• **THE TASK**: In the listing below, start your output at the line with "a LinkedIn post" and end it after the line with "let template = match", copying every line exactly.

========

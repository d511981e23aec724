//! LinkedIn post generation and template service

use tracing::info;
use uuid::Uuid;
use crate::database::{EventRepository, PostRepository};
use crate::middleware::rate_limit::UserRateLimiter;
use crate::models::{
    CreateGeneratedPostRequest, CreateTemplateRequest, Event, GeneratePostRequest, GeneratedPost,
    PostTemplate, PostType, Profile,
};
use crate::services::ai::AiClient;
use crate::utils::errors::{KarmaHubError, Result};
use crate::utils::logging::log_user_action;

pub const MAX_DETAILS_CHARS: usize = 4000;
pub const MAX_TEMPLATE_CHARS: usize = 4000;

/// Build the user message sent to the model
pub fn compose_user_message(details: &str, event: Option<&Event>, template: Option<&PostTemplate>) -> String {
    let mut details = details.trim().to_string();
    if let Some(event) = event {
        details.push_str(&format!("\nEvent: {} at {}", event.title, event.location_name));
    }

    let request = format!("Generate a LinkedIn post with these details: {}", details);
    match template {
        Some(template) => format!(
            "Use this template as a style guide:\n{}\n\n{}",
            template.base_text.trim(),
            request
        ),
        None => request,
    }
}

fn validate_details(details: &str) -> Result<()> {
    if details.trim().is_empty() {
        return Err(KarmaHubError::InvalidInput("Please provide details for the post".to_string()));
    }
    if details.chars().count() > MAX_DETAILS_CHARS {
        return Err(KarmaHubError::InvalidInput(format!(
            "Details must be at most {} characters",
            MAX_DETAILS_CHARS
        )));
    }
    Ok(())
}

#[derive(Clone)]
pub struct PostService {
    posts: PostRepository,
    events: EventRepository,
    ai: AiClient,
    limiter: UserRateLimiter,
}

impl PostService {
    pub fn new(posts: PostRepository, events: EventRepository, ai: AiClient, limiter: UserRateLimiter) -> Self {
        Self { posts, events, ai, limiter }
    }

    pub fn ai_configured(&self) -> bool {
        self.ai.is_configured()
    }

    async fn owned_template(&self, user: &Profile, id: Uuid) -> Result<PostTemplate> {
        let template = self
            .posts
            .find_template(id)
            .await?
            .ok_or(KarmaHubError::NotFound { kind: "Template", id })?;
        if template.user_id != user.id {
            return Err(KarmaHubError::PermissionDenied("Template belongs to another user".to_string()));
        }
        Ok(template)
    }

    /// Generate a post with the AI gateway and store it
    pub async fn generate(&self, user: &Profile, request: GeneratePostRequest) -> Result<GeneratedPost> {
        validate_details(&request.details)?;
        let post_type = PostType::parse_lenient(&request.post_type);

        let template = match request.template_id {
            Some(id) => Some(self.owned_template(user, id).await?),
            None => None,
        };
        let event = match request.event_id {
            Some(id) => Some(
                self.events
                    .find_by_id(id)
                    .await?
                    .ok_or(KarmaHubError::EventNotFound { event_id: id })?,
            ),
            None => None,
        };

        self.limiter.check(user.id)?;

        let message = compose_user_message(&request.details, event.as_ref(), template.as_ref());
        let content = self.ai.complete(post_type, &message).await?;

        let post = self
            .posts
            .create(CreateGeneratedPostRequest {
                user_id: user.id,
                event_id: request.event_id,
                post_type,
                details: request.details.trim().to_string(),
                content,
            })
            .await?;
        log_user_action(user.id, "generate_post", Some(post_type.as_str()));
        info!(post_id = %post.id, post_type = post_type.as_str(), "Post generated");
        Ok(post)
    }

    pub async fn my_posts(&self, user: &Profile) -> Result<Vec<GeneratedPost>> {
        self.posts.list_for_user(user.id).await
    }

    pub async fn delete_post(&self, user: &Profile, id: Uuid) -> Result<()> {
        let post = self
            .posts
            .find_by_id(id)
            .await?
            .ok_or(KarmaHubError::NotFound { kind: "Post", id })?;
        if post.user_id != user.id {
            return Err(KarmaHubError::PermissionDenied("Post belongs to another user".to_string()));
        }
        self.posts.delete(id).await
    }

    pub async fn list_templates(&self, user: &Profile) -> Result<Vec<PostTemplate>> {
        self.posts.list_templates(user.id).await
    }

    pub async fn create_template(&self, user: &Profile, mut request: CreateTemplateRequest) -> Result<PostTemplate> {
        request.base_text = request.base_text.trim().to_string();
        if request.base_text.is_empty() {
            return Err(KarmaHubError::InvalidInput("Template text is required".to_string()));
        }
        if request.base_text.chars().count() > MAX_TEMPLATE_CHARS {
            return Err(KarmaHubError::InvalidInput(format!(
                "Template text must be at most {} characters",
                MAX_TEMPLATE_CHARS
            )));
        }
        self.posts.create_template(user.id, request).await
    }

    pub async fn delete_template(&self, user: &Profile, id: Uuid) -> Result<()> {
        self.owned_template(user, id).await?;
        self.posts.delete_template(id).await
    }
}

========

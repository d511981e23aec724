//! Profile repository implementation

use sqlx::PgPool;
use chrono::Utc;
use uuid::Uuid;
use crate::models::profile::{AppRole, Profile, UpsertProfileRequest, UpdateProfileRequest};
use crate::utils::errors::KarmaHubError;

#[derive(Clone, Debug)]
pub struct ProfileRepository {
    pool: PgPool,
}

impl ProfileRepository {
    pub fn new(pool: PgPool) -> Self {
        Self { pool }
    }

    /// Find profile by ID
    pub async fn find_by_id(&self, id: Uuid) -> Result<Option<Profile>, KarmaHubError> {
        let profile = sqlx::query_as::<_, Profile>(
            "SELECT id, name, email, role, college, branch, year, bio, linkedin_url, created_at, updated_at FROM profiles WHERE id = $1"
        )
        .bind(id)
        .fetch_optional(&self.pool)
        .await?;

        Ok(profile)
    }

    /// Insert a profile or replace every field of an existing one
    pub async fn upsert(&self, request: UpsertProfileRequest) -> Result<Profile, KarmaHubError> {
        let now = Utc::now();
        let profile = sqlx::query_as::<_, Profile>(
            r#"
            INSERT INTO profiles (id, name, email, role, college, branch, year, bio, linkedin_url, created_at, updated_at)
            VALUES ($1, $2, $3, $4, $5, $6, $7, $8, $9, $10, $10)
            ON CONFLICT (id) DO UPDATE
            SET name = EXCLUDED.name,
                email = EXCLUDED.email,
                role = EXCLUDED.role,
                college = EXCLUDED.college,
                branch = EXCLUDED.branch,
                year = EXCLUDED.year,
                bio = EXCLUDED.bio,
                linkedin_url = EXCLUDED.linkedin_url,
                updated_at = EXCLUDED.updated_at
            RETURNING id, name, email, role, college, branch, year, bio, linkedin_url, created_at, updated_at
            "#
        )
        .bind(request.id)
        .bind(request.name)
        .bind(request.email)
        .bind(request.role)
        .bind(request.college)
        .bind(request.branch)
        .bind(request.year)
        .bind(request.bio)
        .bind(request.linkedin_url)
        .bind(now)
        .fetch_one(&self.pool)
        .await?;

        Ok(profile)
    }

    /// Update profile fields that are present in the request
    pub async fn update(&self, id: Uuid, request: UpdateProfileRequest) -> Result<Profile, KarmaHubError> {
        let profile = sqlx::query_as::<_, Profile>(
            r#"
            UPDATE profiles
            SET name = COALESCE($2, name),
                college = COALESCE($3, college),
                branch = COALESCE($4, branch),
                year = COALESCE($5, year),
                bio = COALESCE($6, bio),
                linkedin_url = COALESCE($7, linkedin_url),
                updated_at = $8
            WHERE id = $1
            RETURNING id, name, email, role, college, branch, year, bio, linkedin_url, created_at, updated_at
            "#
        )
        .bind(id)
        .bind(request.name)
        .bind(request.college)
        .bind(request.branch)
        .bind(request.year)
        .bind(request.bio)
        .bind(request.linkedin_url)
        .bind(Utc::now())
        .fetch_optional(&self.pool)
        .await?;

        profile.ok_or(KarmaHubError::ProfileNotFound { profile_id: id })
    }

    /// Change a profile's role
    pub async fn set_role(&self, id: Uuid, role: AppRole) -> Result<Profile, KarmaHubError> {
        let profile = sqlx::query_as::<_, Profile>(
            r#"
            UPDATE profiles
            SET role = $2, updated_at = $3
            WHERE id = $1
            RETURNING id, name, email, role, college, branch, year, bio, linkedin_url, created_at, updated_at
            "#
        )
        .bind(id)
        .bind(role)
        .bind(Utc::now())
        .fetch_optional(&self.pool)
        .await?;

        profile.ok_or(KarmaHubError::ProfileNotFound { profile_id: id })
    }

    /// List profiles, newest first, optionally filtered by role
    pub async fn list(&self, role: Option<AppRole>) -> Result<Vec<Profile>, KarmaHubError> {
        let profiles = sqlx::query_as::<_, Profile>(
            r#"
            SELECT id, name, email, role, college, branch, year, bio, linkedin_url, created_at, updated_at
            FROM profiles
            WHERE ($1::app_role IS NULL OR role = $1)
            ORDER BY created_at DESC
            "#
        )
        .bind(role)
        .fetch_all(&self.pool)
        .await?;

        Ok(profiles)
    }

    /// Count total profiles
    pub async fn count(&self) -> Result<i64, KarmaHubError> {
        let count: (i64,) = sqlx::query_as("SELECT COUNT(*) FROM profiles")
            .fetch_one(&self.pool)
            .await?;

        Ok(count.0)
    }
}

========

• **RESPONSE BELOW**:
    let request = format!("Generate a LinkedIn post with these details: {}", details);
    match template {
        Some(template) => format!(
            "Use this template as a style guide:\n{}\n\n{}",
            template.base_text.trim(),
            request
        ),
        None => request,
    }
}

fn validate_details(details: &str) -> Result<()> {
    if details.trim().is_empty() {
        return Err(KarmaHubError::InvalidInput("Please provide details for the post".to_string()));
    }
    if details.chars().count() > MAX_DETAILS_CHARS {
        return Err(KarmaHubError::InvalidInput(format!(
            "Details must be at most {} characters",
            MAX_DETAILS_CHARS
        )));
    }
    Ok(())
}

#[derive(Clone)]
pub struct PostService {
    posts: PostRepository,
    events: EventRepository,
    ai: AiClient,
    limiter: UserRateLimiter,
}

impl PostService {
    pub fn new(posts: PostRepository, events: EventRepository, ai: AiClient, limiter: UserRateLimiter) -> Self {
        Self { posts, events, ai, limiter }
    }

    pub fn ai_configured(&self) -> bool {
        self.ai.is_configured()
    }

    async fn owned_template(&self, user: &Profile, id: Uuid) -> Result<PostTemplate> {
        let template = self
            .posts
            .find_template(id)
            .await?
            .ok_or(KarmaHubError::NotFound { kind: "Template", id })?;
        if template.user_id != user.id {
            return Err(KarmaHubError::PermissionDenied("Template belongs to another user".to_string()));
        }
        Ok(template)
    }

    /// Generate a post with the AI gateway and store it
    pub async fn generate(&self, user: &Profile, request: GeneratePostRequest) -> Result<GeneratedPost> {
        validate_details(&request.details)?;
        let post_type = PostType::parse_lenient(&request.post_type);

        let template = match request.template_id {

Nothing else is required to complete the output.